SOURCE RECORDS>
────────────────────

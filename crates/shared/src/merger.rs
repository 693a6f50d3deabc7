use std::collections::BTreeMap;

use crate::models::{Category, CategorySummary, Priority, StructuredSummary, SummaryMeta};

pub const MAX_HIGHLIGHTS: usize = 5;
pub const MAX_MERGED_ITEMS: usize = 8;
const MAX_MERGED_SUMMARIES: usize = 2;

/// Combine per-batch summaries into one digest.
///
/// `batch_summaries` must hold at least one successful batch; when every batch
/// failed the caller falls back instead of merging.
pub fn merge(
    batch_summaries: &[StructuredSummary],
    total_source_count: usize,
    processing_timestamp: String,
) -> StructuredSummary {
    let highlights = batch_summaries
        .iter()
        .flat_map(|batch| batch.highlights.iter().cloned())
        .take(MAX_HIGHLIGHTS)
        .collect();

    let mut categories = BTreeMap::new();
    for category in Category::SUBSTANTIVE {
        if let Some(merged) = merge_category(category, batch_summaries) {
            categories.insert(category, merged);
        }
    }

    let batch_count = batch_summaries.len();

    StructuredSummary {
        highlights,
        categories,
        estimated_reading_time: reading_time(batch_count),
        meta: SummaryMeta {
            total_sources: total_source_count,
            processing_timestamp,
            fallback_mode: false,
            batch_processed: true,
            batch_count,
        },
    }
}

fn merge_category(category: Category, batches: &[StructuredSummary]) -> Option<CategorySummary> {
    let mut items = Vec::new();
    let mut summaries = Vec::new();
    let mut priority = Priority::Low;

    for section in batches.iter().filter_map(|b| b.categories.get(&category)) {
        items.extend(section.items.iter().cloned());
        if !section.summary.trim().is_empty() {
            summaries.push(section.summary.as_str());
        }
        // "high" always wins; otherwise the first non-"low" value sticks.
        if section.priority == Priority::High || priority == Priority::Low {
            priority = section.priority;
        }
    }

    if items.is_empty() && summaries.is_empty() {
        return None;
    }

    let summary = if summaries.is_empty() {
        format!("Combined insights from multiple newsletters in {}", category.key())
    } else {
        summaries[..summaries.len().min(MAX_MERGED_SUMMARIES)].join(" ")
    };
    items.truncate(MAX_MERGED_ITEMS);

    Some(CategorySummary {
        summary,
        priority,
        items,
    })
}

/// Coarse estimate that grows with the number of batches, not with word counts.
pub fn reading_time(batch_count: usize) -> String {
    format!(
        "Estimated {}-{} minutes",
        8 + batch_count * 2,
        12 + batch_count * 3
    )
}
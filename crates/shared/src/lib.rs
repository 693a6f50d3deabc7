// Public modules
pub mod cleaner;
pub mod collector;
pub mod config;
pub mod digest;
pub mod error;
pub mod error_tracker;
pub mod fallback;
pub mod io;
pub mod merger;
pub mod models;
pub mod planner;
pub mod requester;
pub mod sender;
pub mod summarizer;

// Re-export commonly used types
pub use collector::NewsletterCollector;
pub use config::Config;
pub use digest::{DigestEmail, DigestRenderer};
pub use error::{AiRequestError, DocumentError, EmailError, EmptyInputError};
pub use error_tracker::{ErrorStats, ErrorTracker};
pub use io::{list_digests, load_digest, save_digest, write_renderings};
pub use models::{Category, CategorySummary, DigestRecord, NewsletterDocument, Priority, StructuredSummary};
pub use planner::BatchTuning;
pub use requester::{AiTransport, OpenAiTransport, SummaryRequester};
pub use sender::DigestSender;
pub use summarizer::Summarizer;
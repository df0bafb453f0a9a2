//! Parcel tracker CLI
//!
//! Binary name: `parcel-tracker`

use std::process;

use parcel_tracker::cli::{build_cli, handlers};
use tracing_subscriber::EnvFilter;

#[tokio::main]
async fn main() {
    let matches = build_cli().get_matches();

    let result = match handlers::resolve_config(&matches) {
        Ok(config) => {
            init_tracing(&config.log_level);
            handlers::dispatch(&matches, &config).await
        }
        Err(err) => Err(err),
    };

    if let Err(err) = result {
        #[allow(clippy::print_stderr)]
        {
            eprintln!("Error: {err:#}");
        }

        let code = err
            .downcast_ref::<parcel_core::Error>()
            .map_or(1, parcel_core::Error::exit_code);

        #[allow(clippy::exit)]
        process::exit(code);
    }
}

/// Logs go to stderr; `RUST_LOG` wins over the configured level
fn init_tracing(default_level: &str) {
    let filter =
        EnvFilter::try_from_default_env().unwrap_or_else(|_| EnvFilter::new(default_level));

    tracing_subscriber::fmt()
        .with_env_filter(filter)
        .with_writer(std::io::stderr)
        .init();
}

────────────────────

ABOUT THIS TASK>
Can you write out the lines above, from the first one through the one containing "when every batch", exactly as they appear and nothing more?

EXPECTED OUTPUT>
filename crates/shared/src/merger.rs
repository 693a6f50d3deabc7
use std::collections::BTreeMap;

use crate::models::{Category, CategorySummary, Priority, StructuredSummary, SummaryMeta};

pub const MAX_HIGHLIGHTS: usize = 5;
pub const MAX_MERGED_ITEMS: usize = 8;
const MAX_MERGED_SUMMARIES: usize = 2;

/// Combine per-batch summaries into one digest.
///
/// `batch_summaries` must hold at least one successful batch; when every batch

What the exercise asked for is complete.